14. Mas nem tanto. Prevenir é importante pra não tomar gol, mas evitar atacar para se expor é coisa de seleção pequena. Minhas alterações, como eu disse nas linhas acima, seriam para colocar o time mais ofensivo de fato, e não só no papel. O estilo de posse de bola é do Parreira e é a cara dos times dele, nesse ponto concordo com ele. Mas posse de bola com o time marcando atrás do meio campo? Posse de bola onde? Na defesa? Tem que dominar o meio campo. Prevenir sim, não jogar não!
15. Agora que já classificou, não cola mais essa desculpa. Agora que todos já conhecem o time do Parreira, ou pelo menos lembraram como ele gosta de fazer, já podem entender que não vai ter carretilha e pedalada a mais da conta. Mas o time deve mostrar o show em gols, coisa que é capaz de fazer e se jogar de outra maneira, estará negando a própria essência. O que resta, na minha opinião é casar o estilo do Parreira com o estilo dos jogadores. O jogo do Japão deve vir em boa hora. Porque será o último. Acredito no time, mas falta.

Equador, ex-surpresa.

Eu achava que o Equador ia deslanchar. Claro, ainda é cedo. Mas perder como perdeu pra Alemanha sem tirar uma casquinha, como até a Costa Rica fez, eu já perdi esperanças. Claro, houve jogadores poupados. Claro, mas eu esperava um Equador mais agressivo e menos bundão. O engraçado é que no futebol, time que entra com medo de perder sempre acaba perdendo.

Balanço geral de duas rodadas.

Faz quase um mês que não digo nada, mas ver a Copa é muito mais legal que escrever sobre ela. Então. Vamos lá. O que eu tenho pra dizer? Se você vê a Copa, você concorda comigo.

A Argentina tem um rolo compressor, precisa ver nas decisões. A Espanha sempre promete e não cumpre, a Holanda idem, só que com um pouco mais de futebol, a Costa do Marfim deu o azar do cacete de cair no grupo errado, Portugal vai à lá Felipão, a França, quem é a França? Que mais...o México treinou, treinou, treinou e está no limite, apresentando um futebol arrumado e só.
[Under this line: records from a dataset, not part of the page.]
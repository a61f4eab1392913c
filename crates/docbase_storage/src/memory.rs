//! In-memory storage backend for testing.

use crate::backend::{StorageBackend, WriteMode};
use crate::error::{StorageError, StorageResult};
use crate::keyspace::Keyspace;
use parking_lot::RwLock;
use std::collections::{BTreeMap, HashMap};

/// An in-memory storage backend.
///
/// This backend stores all data in memory and is suitable for:
/// - Unit tests
/// - Integration tests
/// - Ephemeral engines that don't need persistence
///
/// # Thread Safety
///
/// This backend is thread-safe and can be shared across threads.
///
/// # Example
///
/// ```rust
/// use docbase_storage::{InMemoryBackend, Keyspace, StorageBackend, WriteMode};
///
/// let backend = InMemoryBackend::new();
/// let ks = Keyspace::new("acme", "orders");
/// backend.put(&ks, "o-1", b"{}", WriteMode::Insert).unwrap();
/// assert_eq!(backend.get(&ks, "o-1").unwrap(), Some(b"{}".to_vec()));
/// ```
#[derive(Debug, Default)]
pub struct InMemoryBackend {
    data: RwLock<HashMap<Keyspace, BTreeMap<String, Vec<u8>>>>,
}

impl InMemoryBackend {
    /// Creates a new empty in-memory backend.
    #[must_use]
    pub fn new() -> Self {
        Self::default()
    }

    /// Clears all data from the backend.
    pub fn clear(&self) {
        self.data.write().clear();
    }
}

impl StorageBackend for InMemoryBackend {
    fn put(
        &self,
        keyspace: &Keyspace,
        key: &str,
        value: &[u8],
        mode: WriteMode,
    ) -> StorageResult<()> {
        let mut data = self.data.write();
        let space = data.entry(keyspace.clone()).or_default();

        if mode == WriteMode::Insert && space.contains_key(key) {
            return Err(StorageError::key_exists(key));
        }

        space.insert(key.to_string(), value.to_vec());
        Ok(())
    }

    fn get(&self, keyspace: &Keyspace, key: &str) -> StorageResult<Option<Vec<u8>>> {
        let data = self.data.read();
        Ok(data.get(keyspace).and_then(|space| space.get(key).cloned()))
    }

    fn delete(&self, keyspace: &Keyspace, key: &str) -> StorageResult<Option<Vec<u8>>> {
        let mut data = self.data.write();
        let Some(space) = data.get_mut(keyspace) else {
            return Ok(None);
        };

        let prior = space.remove(key);
        if space.is_empty() {
            data.remove(keyspace);
        }
        Ok(prior)
    }

    fn scan(&self, keyspace: &Keyspace) -> StorageResult<Vec<(String, Vec<u8>)>> {
        let data = self.data.read();
        Ok(data
            .get(keyspace)
            .map(|space| {
                space
                    .iter()
                    .map(|(k, v)| (k.clone(), v.clone()))
                    .collect()
            })
            .unwrap_or_default())
    }

    fn count(&self, keyspace: &Keyspace) -> StorageResult<usize> {
        let data = self.data.read();
        Ok(data.get(keyspace).map_or(0, BTreeMap::len))
    }

    fn keyspaces(&self) -> StorageResult<Vec<Keyspace>> {
        let data = self.data.read();
        let mut spaces: Vec<Keyspace> = data.keys().cloned().collect();
        spaces.sort();
        Ok(spaces)
    }

    fn flush(&self) -> StorageResult<()> {
        // In-memory backend has no pending writes
        Ok(())
    }
}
A República Tcheca decepcionou, a Itália é a velha Itália, os EUA e seu velho planejamento para ganhar a Copa de 2014, vejam só, que ao que tudo indica será no Brasil...(será a morte do futebol), o Japão se f... e o Zico deu azar, a Croåcia não é a mesma, a Austrália, como qualquer time do Gus Hiddink apronta a qualquer hora.

Fora esses tem a Coréia, que parece bem, mas não segura a bronca das próximas fases, o Paraguai com um futebol digno dos produtos que atravessam a Ponte da Amizade, o Irã, Angola, que surpreendeu com seu primeiro ponto em Copas com defesas ótimas do seu goleiro, Sérvia e Montenegro que se tivesse um futebol tão grande quanto o nome já era campeã.
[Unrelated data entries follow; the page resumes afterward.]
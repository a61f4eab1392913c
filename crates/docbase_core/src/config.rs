//! Engine configuration.

/// Configuration for the document engine.
#[derive(Debug, Clone)]
pub struct EngineConfig {
    /// Namespace prefix for change-event channel names.
    pub namespace: String,

    /// Default page size for find when the caller gives no limit.
    pub default_limit: usize,

    /// Maximum number of advisor-materialized indexes per collection.
    pub max_indexed_fields: usize,

    /// Whether `select` projections always include the system fields.
    pub select_includes_system_fields: bool,

    /// Capacity of the change-event dispatch queue.
    pub event_queue_capacity: usize,
}

impl Default for EngineConfig {
    fn default() -> Self {
        Self {
            namespace: "docbase".to_string(),
            default_limit: 50,
            max_indexed_fields: 20,
            select_includes_system_fields: false,
            event_queue_capacity: 1024,
        }
    }
}

impl EngineConfig {
    /// Creates a new configuration with default values.
    #[must_use]
    pub fn new() -> Self {
        Self::default()
    }

    /// Sets the change-event channel namespace.
    #[must_use]
    pub fn namespace(mut self, namespace: impl Into<String>) -> Self {
        self.namespace = namespace.into();
        self
    }

    /// Sets the default find page size.
    #[must_use]
    pub const fn default_limit(mut self, limit: usize) -> Self {
        self.default_limit = limit;
        self
    }

    /// Sets the per-collection advisor index cap.
    #[must_use]
    pub const fn max_indexed_fields(mut self, max: usize) -> Self {
        self.max_indexed_fields = max;
        self
    }

    /// Sets whether projections force-include system fields.
    #[must_use]
    pub const fn select_includes_system_fields(mut self, value: bool) -> Self {
        self.select_includes_system_fields = value;
        self
    }

    /// Sets the event dispatch queue capacity.
    #[must_use]
    pub const fn event_queue_capacity(mut self, capacity: usize) -> Self {
        self.event_queue_capacity = capacity;
        self
    }
}

#[cfg(test)]
mod tests {
    use super::*;

    #[test]
    fn default_config() {
        let config = EngineConfig::default();
        assert_eq!(config.namespace, "docbase");
        assert_eq!(config.default_limit, 50);
        assert_eq!(config.max_indexed_fields, 20);
        assert!(!config.select_includes_system_fields);
    }

    #[test]
    fn builder_pattern() {
        let config = EngineConfig::new()
            .namespace("acme")
            .default_limit(10)
            .max_indexed_fields(3)
            .select_includes_system_fields(true);

        assert_eq!(config.namespace, "acme");
        assert_eq!(config.default_limit, 10);
        assert_eq!(config.max_indexed_fields, 3);
        assert!(config.select_includes_system_fields);
    }
}
//! Conversion engine: page markup → structured rich-document model.
//!
//! The engine lowers a markup fragment into an owned [`ContentFragment`]
//! tree, runs the cleaning pre-pass, maps top-level children to paragraphs,
//! and produces runs recursively per node kind: styled text, line breaks,
//! transcribed math, and embedded images. A failed subtree degrades to a
//! placeholder run; one bad fragment never aborts a whole document.
//!
//! The paragraph mapping is intentionally shallow: nested block structure
//! inside one top-level element collapses into a single paragraph.

pub mod document;
pub mod embed;
pub mod fragment;
pub mod math;

use reqwest::Client;
use tracing::{debug, instrument};

use crate::document::{Document, Paragraph, Run, StyleFlags};
use crate::embed::ImageEmbedder;
use crate::fragment::ContentFragment;

pub use document::{DocumentWriter, JsonDocumentWriter};

// ---------------------------------------------------------------------------
// Converter
// ---------------------------------------------------------------------------

/// Converts markup fragments into [`Document`]s. Stateless across calls;
/// owns only the HTTP client used for image embedding.
pub struct Converter {
    embedder: ImageEmbedder,
}

impl Converter {
    pub fn new(client: Client) -> Self {
        Self {
            embedder: ImageEmbedder::new(client),
        }
    }

    /// Use a pre-configured embedder (tests point its temp dir at a scratch
    /// directory to observe cleanup).
    pub fn with_embedder(embedder: ImageEmbedder) -> Self {
        Self { embedder }
    }

    /// Convert a markup fragment into a document titled `title`.
    #[instrument(skip_all, fields(title = %title))]
    pub async fn convert(&self, html: &str, title: &str) -> Document {
        let top = fragment::clean(fragment::parse_fragment(html));

        let mut staged: Vec<Vec<PendingRun>> = Vec::new();
        for child in &top {
            match child {
                ContentFragment::Element { children, .. } => {
                    let mut runs = Vec::new();
                    produce_runs(children, &mut runs);
                    staged.push(runs);
                }
                ContentFragment::Text(t) => {
                    // Whitespace-only top-level text is inter-element
                    // formatting, not content.
                    if !t.trim().is_empty() {
                        staged.push(vec![PendingRun::Ready(Run::text(t.clone()))]);
                    }
                }
                ContentFragment::Comment(_) => {}
            }
        }

        let mut paragraphs = Vec::with_capacity(staged.len());
        for runs in staged {
            paragraphs.push(Paragraph {
                runs: self.resolve(runs).await,
            });
        }

        debug!(paragraphs = paragraphs.len(), "fragment converted");
        Document {
            title: title.to_string(),
            paragraphs,
        }
    }

    /// Second phase: resolve pending image fetches into concrete runs.
    async fn resolve(&self, staged: Vec<PendingRun>) -> Vec<Run> {
        let mut runs = Vec::with_capacity(staged.len());
        for pending in staged {
            match pending {
                PendingRun::Ready(run) => runs.push(run),
                PendingRun::Image { src, width, height } => {
                    runs.push(
                        self.embedder
                            .embed(&src, width.as_deref(), height.as_deref())
                            .await,
                    );
                }
            }
        }
        runs
    }
}

// ---------------------------------------------------------------------------
// Run production
// ---------------------------------------------------------------------------

/// A run whose image payload has not been fetched yet. Run production is
/// synchronous over the fragment tree; fetches happen in a second phase so
/// the tree walk stays pure.
enum PendingRun {
    Ready(Run),
    Image {
        src: String,
        width: Option<String>,
        height: Option<String>,
    },
}

/// Produce runs for a paragraph's element subtree, in document order.
fn produce_runs(children: &[ContentFragment], out: &mut Vec<PendingRun>) {
    for (idx, child) in children.iter().enumerate() {
        match child {
            ContentFragment::Text(t) => out.push(PendingRun::Ready(Run::text(t.clone()))),
            ContentFragment::Comment(_) => {}
            ContentFragment::Element { tag, children: inner, .. } => match tag.as_str() {
                // Inline formatting flattens the whole subtree into one
                // styled run; nested formatting is not composed further.
                "sup" => push_styled(out, child, StyleFlags::superscript()),
                "sub" => push_styled(out, child, StyleFlags::subscript()),
                "strong" | "b" => push_styled(out, child, StyleFlags::bold()),
                "em" | "i" => push_styled(out, child, StyleFlags::italic()),
                "br" => out.push(PendingRun::Ready(Run::text("\n"))),
                "math" => {
                    let notation = math::transcribe(&math::from_fragment(child));
                    out.push(PendingRun::Ready(Run::Math { notation }));
                    // A single space separates two directly adjacent math
                    // elements.
                    if children
                        .get(idx + 1)
                        .and_then(ContentFragment::tag)
                        .is_some_and(|t| t == "math")
                    {
                        out.push(PendingRun::Ready(Run::text(" ")));
                    }
                }
                "img" => {
                    if let Some(src) = child.attr("src") {
                        out.push(PendingRun::Image {
                            src: src.to_string(),
                            width: child.attr("width").map(str::to_string),
                            height: child.attr("height").map(str::to_string),
                        });
                    }
                }
                // Structurally transparent: concatenate child runs.
                _ => produce_runs(inner, out),
            },
        }
    }
}

fn push_styled(out: &mut Vec<PendingRun>, el: &ContentFragment, style: StyleFlags) {
    out.push(PendingRun::Ready(Run::styled(el.text_content(), style)));
}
Suíça e Polônia, nem sei o que dizer, nada de mais, europeu brucutu no talo, até os 90 minutos, Togo e seu exército mercenário e bagunceiro, Costa Rica eleita o saco de pancadas oficial da Copa, Trinidad e Tobago cumpriu tabela sem facilitar o que esperava e a Suécia, com Ibrahimovich, Larsson e Ljundberg não passa de uma ótima expectativa, Tunísia e Arábia Saudita do Paquetá, Ucrânia que parece ser boa mas com 2 jogos que eu vi não posso dizer nada.

As surpresas ficam por conta do Equador e de Gana, que jogam com fôlego, tática e um tico de talento sobressalente que garantem um bom futebol e uma boa apresentação, sem medo e com agressividade ao gol. Acho que complicam nas oitavas mas das quartas não passam.

Jå Inglaterra, Alemanha e Brasil sofrem do mesmo mal. Tem ótimos jogadores e times nojentinhos de se ver comparados aos jogadores e às expectativas geradas. Fora isso, Brasil e Inglaterra sofrem com treinadores cabeça-dura, enquanto Klinsmann é o único ágil. Mas, em geral, como disse meu o Tomé, são seleções que sofrem de capacidade ociosa por teimosia em um esquema. Eu quero a Copa de 82 de volta. Se essa Copa ameaçar repetir 94 a partir das oitavas eu largo. E rezo pro Brasileiro volar logo pra ver meu time no estádio.